The comment period on EPA’s assessment, “Benefits of Neonicotinoid Seed Treatments to Soybean Production,” originally closed on Dec. 22, but EPA re-opened the comment period and extended it until Jan. 23. As of Tuesday, more than 400 comments had been filed.
EPA’s final analysis will be part of the science the agency will use to assess the risks and benefits under registration review for the neonicotinoid pesticides. Registration review --- the periodic re-evaluation of pesticides to determine if they continue to meet the safety standard --- can result in EPA discontinuing certain uses, placing limits on the pesticide registration, and requiring other label changes.

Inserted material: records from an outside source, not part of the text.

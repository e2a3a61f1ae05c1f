//! 容器句柄与作用域查找
//!
//! [`Container`] 是暴露给使用方的轻量句柄（区域引用 + 节点索引），
//! 同时就是提供者/查找函数：同步解析查找引用，按作用域选择自身、
//! 父容器或兄弟容器的服务表。查找只做短临界区读取，永不阻塞解析。

use crate::arena::{ContainerArena, ContainerId};
use crate::reference::ServiceReference;
use crate::resolver;
use std::any::Any;
use std::sync::Arc;
use tokio::sync::Mutex;
use warren_core::{
    value_arg, ConfigMap, DependencyError, DependencyResult, ServiceInstance, ServiceProvider,
    ServiceValue,
};

/// 容器句柄
///
/// 克隆开销极低；所有克隆指向同一个容器节点
#[derive(Clone)]
pub struct Container {
    arena: Arc<ContainerArena>,
    id: ContainerId,
}

impl Container {
    /// 由区域和节点索引构造句柄
    pub(crate) fn from_parts(arena: Arc<ContainerArena>, id: ContainerId) -> Self {
        Self { arena, id }
    }

    pub(crate) fn arena(&self) -> &Arc<ContainerArena> {
        &self.arena
    }

    pub(crate) fn id(&self) -> ContainerId {
        self.id
    }

    /// 取出本容器的解析守卫
    pub(crate) fn resolution_guard(&self) -> DependencyResult<Arc<Mutex<()>>> {
        self.arena
            .with_node(self.id, |node| node.resolution_guard.clone())
            .ok_or_else(|| DependencyError::invalid_container("容器节点不存在"))
    }

    /// 容器名称
    pub fn name(&self) -> String {
        self.arena
            .with_node(self.id, |node| node.name.clone())
            .unwrap_or_default()
    }

    /// 分叉时传入的选项
    pub fn options(&self) -> ConfigMap {
        self.arena
            .with_node(self.id, |node| node.options.clone())
            .unwrap_or_default()
    }

    /// 容器创建时间
    pub fn created_at(&self) -> Option<chrono::DateTime<chrono::Utc>> {
        self.arena.with_node(self.id, |node| node.created_at)
    }

    /// 父容器句柄
    pub fn parent(&self) -> Option<Container> {
        let parent_id = self.arena.with_node(self.id, |node| node.parent)??;
        Some(Self::from_parts(Arc::clone(&self.arena), parent_id))
    }

    /// 按名称获取子容器句柄
    pub fn child(&self, name: &str) -> Option<Container> {
        let child_id = self
            .arena
            .with_node(self.id, |node| node.children.get(name).copied())??;
        Some(Self::from_parts(Arc::clone(&self.arena), child_id))
    }

    /// 服务是否已解析
    ///
    /// 显式空值条目也算已解析
    pub fn has_service(&self, name: &str) -> bool {
        self.arena
            .with_node(self.id, |node| node.services.contains_key(name))
            .unwrap_or(false)
    }

    /// 已解析的服务名列表
    pub fn service_names(&self) -> Vec<String> {
        self.arena
            .with_node(self.id, |node| node.services.keys().cloned().collect())
            .unwrap_or_default()
    }

    /// 解析查找引用并返回服务实例
    ///
    /// 任何未命中（格式不合法、作用域不存在、服务未解析或为显式
    /// 空值、对非可调用实例传参）都返回 `None`，绝不报错
    pub fn lookup(&self, reference: &str, args: &[ServiceValue]) -> Option<ServiceInstance> {
        let reference = ServiceReference::parse(reference)?;

        let target = match reference.scope() {
            None => self.id,
            Some(scope) => self.resolve_scope(scope)?,
        };

        let entry = self
            .arena
            .with_node(target, |node| node.services.get(reference.name()).cloned())??;
        // 显式空值视为未命中
        let instance = entry?;

        match reference.param() {
            Some(param) => {
                let mut call_args: Vec<ServiceValue> = Vec::with_capacity(args.len() + 1);
                call_args.push(value_arg(param));
                call_args.extend(args.iter().cloned());
                instance.invoke(&call_args)
            }
            None if args.is_empty() => Some(instance),
            None => instance.invoke(args),
        }
    }

    /// 作用域解析：等于父容器名时指向父容器，否则按兄弟容器名查找
    fn resolve_scope(&self, scope: &str) -> Option<ContainerId> {
        let parent_id = self.arena.with_node(self.id, |node| node.parent)??;
        self.arena.with_node(parent_id, |parent| {
            if parent.name == scope {
                Some(parent_id)
            } else {
                parent.children.get(scope).copied()
            }
        })?
    }

    /// 无参查找
    pub fn get(&self, reference: &str) -> Option<ServiceInstance> {
        self.lookup(reference, &[])
    }

    /// 查找并向下转型为具体类型
    pub fn get_as<T: Any + Send + Sync>(&self, reference: &str) -> Option<Arc<T>> {
        self.get(reference)?.downcast::<T>()
    }

    /// 带参调用查找
    pub fn call(&self, reference: &str, args: &[ServiceValue]) -> Option<ServiceInstance> {
        self.lookup(reference, args)
    }

    /// 解析并加载指定服务
    ///
    /// 依赖栈由调用方初始化（通常为空），仅用于循环检测。顶层调用
    /// 持有本容器的解析守卫，同一容器同一时刻只有一条解析链
    pub async fn load_service(
        &self,
        service_name: &str,
        fork_mode: bool,
        dependency_stack: &mut Vec<String>,
    ) -> DependencyResult<()> {
        let guard = self.resolution_guard()?;
        let _guard = guard.lock().await;

        resolver::load_service_inner(&self.arena, self.id, service_name, fork_mode, dependency_stack)
            .await
    }
}

impl ServiceProvider for Container {
    fn container_name(&self) -> String {
        self.name()
    }

    fn options(&self) -> ConfigMap {
        self.options()
    }

    fn lookup(&self, reference: &str, args: &[ServiceValue]) -> Option<ServiceInstance> {
        self.lookup(reference, args)
    }

    fn has_service(&self, name: &str) -> bool {
        self.has_service(name)
    }
}

impl std::fmt::Debug for Container {
    fn fmt(&self, f: &mut std::fmt::Formatter<'_>) -> std::fmt::Result {
        f.debug_struct("Container")
            .field("id", &self.id)
            .field("name", &self.name())
            .field("services", &self.service_names())
            .finish()
    }
}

Bayer CropScience laid out its opposition to EPA’s earlier conclusions in a paper the company published last week that summarized conflicting evaluations of neonicotinoids, or neonics for short. “EPA’s assessment used a limited data set and thus reached conclusions that undervalue the benefits that modern seed treatments provide to soybean growers and the economy overall,” according to Bayer’s assessment.
The EPA report was published after several environmental groups and some members of Congress petitioned the agency to suspend the use of neonics, citing pollinator health and environmental concerns. But members of the agricultural industry say without neonics, farmers and horticulturalists would have to turn to older, more toxic pesticides.
In October, Bayer CropScience, Syngenta and Valent U.S.A. Corp. formed the Growing Matters coalition and commissioned a study from AgInfomatics to evaluate the economic and societal benefits of neonicotinoids, the world’s biggest selling insecticide class. That study concluded that without neonics, growers of major commodity crops – corn, cotton, sorghum, soybeans and wheat – would incur cost increases of $848 million per year. It also put the estimated annual value of neonics to North American corn, soybean and canola crops at $1.4 billion.
Based on this report, and a meta-analysis of EPA’s database from Mississippi State University, Bayer said the data shows there is a 2.6 bushel per acre increase in fields that use treated seed. The company also said that the EPA’s results are not scientific, adding that the agency studied individual field trials instead of yields as a whole.
“While EPA only tested in 13 states (of which only six were from top 10 soybean states), AgInfomatics tested in 23 (with 9 being among top 10 soybean producing states),” the Bayer report stated.